**Description of the task:**
Copy each line of the material below that includes the string "PitchPipeline".

**Excerpted records:**

//! # Processing Pipeline
//!
//! One processing cycle per host block:
//!
//! 1. Channel 0 is (optionally) recorded into the history buffer.
//! 2. The active estimator analyses channel 0, or a snapshot of the history,
//!    before any gain is applied.
//! 3. The raw estimate enters the smoothing window; its trimmed mean is the
//!    published frequency.
//! 4. The nearest in-tune frequency and note are derived from it.
//! 5. Gain is applied to every sample of every channel in place.
//!
//! The pipeline owns all of its buffers; they are allocated once and never
//! resized while a session runs.

use crate::buffer::CircularSampleBuffer;
use crate::config::{AnalysisSource, PitchConfig};
use crate::error::PitchError;
use crate::pitch::{Estimator, build_estimator};
use crate::smoothing::TrimmedMeanSmoother;
use crate::tuning::{self, NoteValue};

/// A planar block of audio: one sample vector per channel.
#[derive(Debug, Clone, Default, PartialEq)]
pub struct SampleBlock {
    pub channels: Vec<Vec<f64>>,
}

impl SampleBlock {
    pub fn mono(samples: Vec<f64>) -> Self {
        Self {
            channels: vec![samples],
        }
    }

    /// Splits interleaved frames into planar channels.
    ///
    /// A trailing partial frame is dropped.
    pub fn from_interleaved(interleaved: &[f32], channel_count: usize) -> Self {
        let channel_count = channel_count.max(1);
        let frames = interleaved.len() / channel_count;
        let mut channels = vec![Vec::with_capacity(frames); channel_count];
        for frame in interleaved.chunks_exact(channel_count) {
            for (channel, &sample) in channels.iter_mut().zip(frame) {
                channel.push(sample as f64);
            }
        }
        Self { channels }
    }

    /// Number of frames (samples per channel).
    pub fn frames(&self) -> usize {
        self.channels.first().map_or(0, Vec::len)
    }

    pub fn channel_count(&self) -> usize {
        self.channels.len()
    }

    /// The channel the estimators analyse.
    pub fn primary(&self) -> &[f64] {
        self.channels.first().map_or(&[], Vec::as_slice)
    }

    /// Scales every sample of every channel by `gain_percent / 100`, with the
    /// gain clamped to `[0, 100]`.
    pub fn apply_gain(&mut self, gain_percent: f64) {
        let gain = if gain_percent.is_nan() {
            1.0
        } else {
            gain_percent.clamp(0.0, 100.0) / 100.0
        };
        for sample in self.channels.iter_mut().flatten() {
            *sample *= gain;
        }
    }
}

/// Outcome of one processing cycle.
#[derive(Debug, Clone, Copy, PartialEq, Default)]
pub struct PitchReading {
    /// Estimate for this block alone.
    pub raw: Option<f64>,
    /// Smoothed frequency in Hz.
    pub frequency: Option<f64>,
    /// Equal-tempered frequency of the note nearest to `frequency`.
    pub nearest_in_tune: Option<f64>,
    pub note: Option<NoteValue>,
}

impl PitchReading {
    /// Derives the in-tune frequency and note from a smoothed frequency.
    pub fn from_frequency(raw: Option<f64>, frequency: Option<f64>) -> Self {
        let frequency = frequency.filter(|f| f.is_finite() && *f > 0.0);
        Self {
            raw,
            frequency,
            nearest_in_tune: frequency.and_then(tuning::nearest_in_tune_frequency),
            note: frequency.and_then(tuning::to_note),
        }
    }
}

/// The owned state of a pitch-tracking session.
pub struct PitchPipeline {
    config: PitchConfig,
    estimator: Box<dyn Estimator>,
    history: CircularSampleBuffer,
    smoother: TrimmedMeanSmoother,
    snapshot: Vec<f64>,
}

impl PitchPipeline {
    pub fn new(config: PitchConfig) -> Result<Self, PitchError> {
        config.validate()?;
        log::info!(
            "[PIPELINE] estimator={} window={} trim={} source={:?}",
            config.estimator,
            config.window_size,
            config.trim_fraction,
            config.analysis_source
        );
        Ok(Self {
            estimator: build_estimator(&config),
            history: CircularSampleBuffer::new(config.history_capacity),
            smoother: TrimmedMeanSmoother::new(config.window_size, config.ignore_non_positive),
            snapshot: Vec::with_capacity(config.history_capacity),
            config,
        })
    }

    /// Runs one processing cycle over `block` and applies gain to it.
    pub fn process(
        &mut self,
        block: &mut SampleBlock,
        sample_rate: f64,
        gain_percent: f64,
    ) -> PitchReading {
        let input = block.primary();

        if self.config.record_history {
            self.history.extend_from_slice(input);
        }

        let raw = match self.config.analysis_source {
            AnalysisSource::Block => self.estimator.estimate(input, sample_rate),
            AnalysisSource::History => {
                self.history.copy_to(&mut self.snapshot);
                self.estimator.estimate(&self.snapshot, sample_rate)
            }
        };

        self.smoother.push_estimate(raw);
        let smoothed = self.smoother.value(self.config.trim_fraction);
        let reading = PitchReading::from_frequency(raw, smoothed);

        block.apply_gain(gain_percent);

        log::trace!(
            "[PIPELINE] {} frames raw={:?} smoothed={:?} note={:?}",
            block.frames(),
            raw,
            smoothed,
            reading.note.map(|note| note.to_string())
        );
        reading
    }

    /// Forgets the history and every smoothed estimate.
    pub fn reset(&mut self) {
        self.history.clear();
        self.smoother.reset();
    }

    pub fn config(&self) -> &PitchConfig {
        &self.config
    }

    pub fn estimator_name(&self) -> &'static str {
        self.estimator.name()
    }

    pub fn history(&self) -> &CircularSampleBuffer {
        &self.history
    }

    pub fn smoother(&self) -> &TrimmedMeanSmoother {
        &self.smoother
    }
}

**Output for this exercise:**
pub struct PitchPipeline {
impl PitchPipeline {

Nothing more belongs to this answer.